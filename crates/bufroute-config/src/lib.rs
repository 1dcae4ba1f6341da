//! Shared configuration for the bufroute router and its dispatch adapter.
//!
//! Configuration is layered by `ortho_config`: defaults, then a TOML file
//! passed via `--config-path`, then `BUFROUTE_*` environment variables, then
//! command-line flags. The scheme is the only required value; every router
//! instance owns exactly one scheme and refuses to start without it.

mod defaults;
mod logging;

use ortho_config::OrthoConfig;
use serde::{Deserialize, Serialize};
use thiserror::Error;

pub use defaults::{
    DEFAULT_LOG_FILTER, DEFAULT_PREFIX, default_log_filter, default_log_filter_string,
    default_log_format, default_prefix, default_prefix_string,
};
pub use logging::{LogFormat, LogFormatParseError};

/// Router configuration shared by the core and the dispatch adapter.
#[derive(Debug, Clone, Deserialize, Serialize, PartialEq, Eq, OrthoConfig)]
#[ortho_config(prefix = "BUFROUTE")]
pub struct Config {
    /// Scheme owned by the router, e.g. `gitui` in `gitui://status`.
    pub scheme: String,
    /// Prefix applied uniformly to remotely callable operation names.
    #[serde(default = "default_prefix_string")]
    #[ortho_config(default = default_prefix_string())]
    pub prefix: String,
    /// `tracing` filter expression.
    #[serde(default = "default_log_filter_string")]
    #[ortho_config(default = default_log_filter_string())]
    pub log_filter: String,
    /// Output format for log events.
    #[serde(default = "default_log_format")]
    #[ortho_config(default = default_log_format())]
    pub log_format: LogFormat,
}

impl Default for Config {
    fn default() -> Self {
        Self {
            scheme: String::new(),
            prefix: default_prefix_string(),
            log_filter: default_log_filter_string(),
            log_format: default_log_format(),
        }
    }
}

impl Config {
    /// Builds a configuration for the given scheme with default settings.
    #[must_use]
    pub fn for_scheme(scheme: impl Into<String>) -> Self {
        Self {
            scheme: scheme.into(),
            ..Self::default()
        }
    }

    /// Scheme owned by the router.
    #[must_use]
    pub fn scheme(&self) -> &str {
        &self.scheme
    }

    /// Operation-name prefix.
    #[must_use]
    pub fn prefix(&self) -> &str {
        &self.prefix
    }

    /// Log filter expression.
    #[must_use]
    pub fn log_filter(&self) -> &str {
        &self.log_filter
    }

    /// Log output format.
    #[must_use]
    pub fn log_format(&self) -> LogFormat {
        self.log_format
    }

    /// Checks the values `ortho_config` cannot express as types.
    ///
    /// # Errors
    ///
    /// Returns [`ConfigError::EmptyScheme`] when the scheme is blank and
    /// [`ConfigError::InvalidPrefix`] when the prefix is blank or contains
    /// whitespace.
    pub fn validate(&self) -> Result<(), ConfigError> {
        if self.scheme.trim().is_empty() {
            return Err(ConfigError::EmptyScheme);
        }
        if self.prefix.is_empty() || self.prefix.chars().any(char::is_whitespace) {
            return Err(ConfigError::InvalidPrefix {
                prefix: self.prefix.clone(),
            });
        }
        Ok(())
    }
}

/// Errors raised when a loaded configuration is unusable.
#[derive(Debug, Error, PartialEq, Eq)]
pub enum ConfigError {
    /// The scheme was missing or blank.
    #[error("scheme must not be empty")]
    EmptyScheme,
    /// The operation prefix was blank or contained whitespace.
    #[error("invalid operation prefix '{prefix}'")]
    InvalidPrefix { prefix: String },
}
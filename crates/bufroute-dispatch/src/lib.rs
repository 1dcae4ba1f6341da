//! JSONL dispatch adapter for the bufroute router.
//!
//! The plugin host talks to the router over a line-oriented protocol. Each
//! request names a prefixed operation and carries positional arguments:
//!
//! ```json
//! {"method":"bufroute:open","args":["status",{"id":"123"},null,{"split":"below"}]}
//! ```
//!
//! and receives exactly one response line:
//!
//! ```json
//! {"kind":"result","value":"gitui://status;id=123"}
//! {"kind":"error","message":"no handler registered for path 'blame'","status":1}
//! ```
//!
//! All boundary validation happens here: requests are parsed, methods mapped
//! to operations, and arguments checked against per-operation schemas before
//! the [`bufroute::Router`] is called.

pub mod arguments;
mod dispatcher;
mod errors;
mod handler;
mod request;
mod response;
pub mod telemetry;

pub use dispatcher::Dispatcher;
pub use errors::DispatchError;
pub use handler::{MAX_REQUEST_BYTES, ServeSummary, handle_line, serve};
pub use request::RpcRequest;
pub use response::{DispatchMessage, ResponseWriter};
pub use telemetry::{TelemetryError, TelemetryHandle};

#[cfg(test)]
mod tests;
============================================================
### HOW TO COMPLETE THIS TASK
Lines from the first one above through the line containing "a TOML file" are to be retyped exactly, both included, and nothing more.

### RESULT OF THIS TASK
filename crates/bufroute-config/src/lib.rs
repository 1dcae4ba1f6341da
//! Shared configuration for the bufroute router and its dispatch adapter.
//!
//! Configuration is layered by `ortho_config`: defaults, then a TOML file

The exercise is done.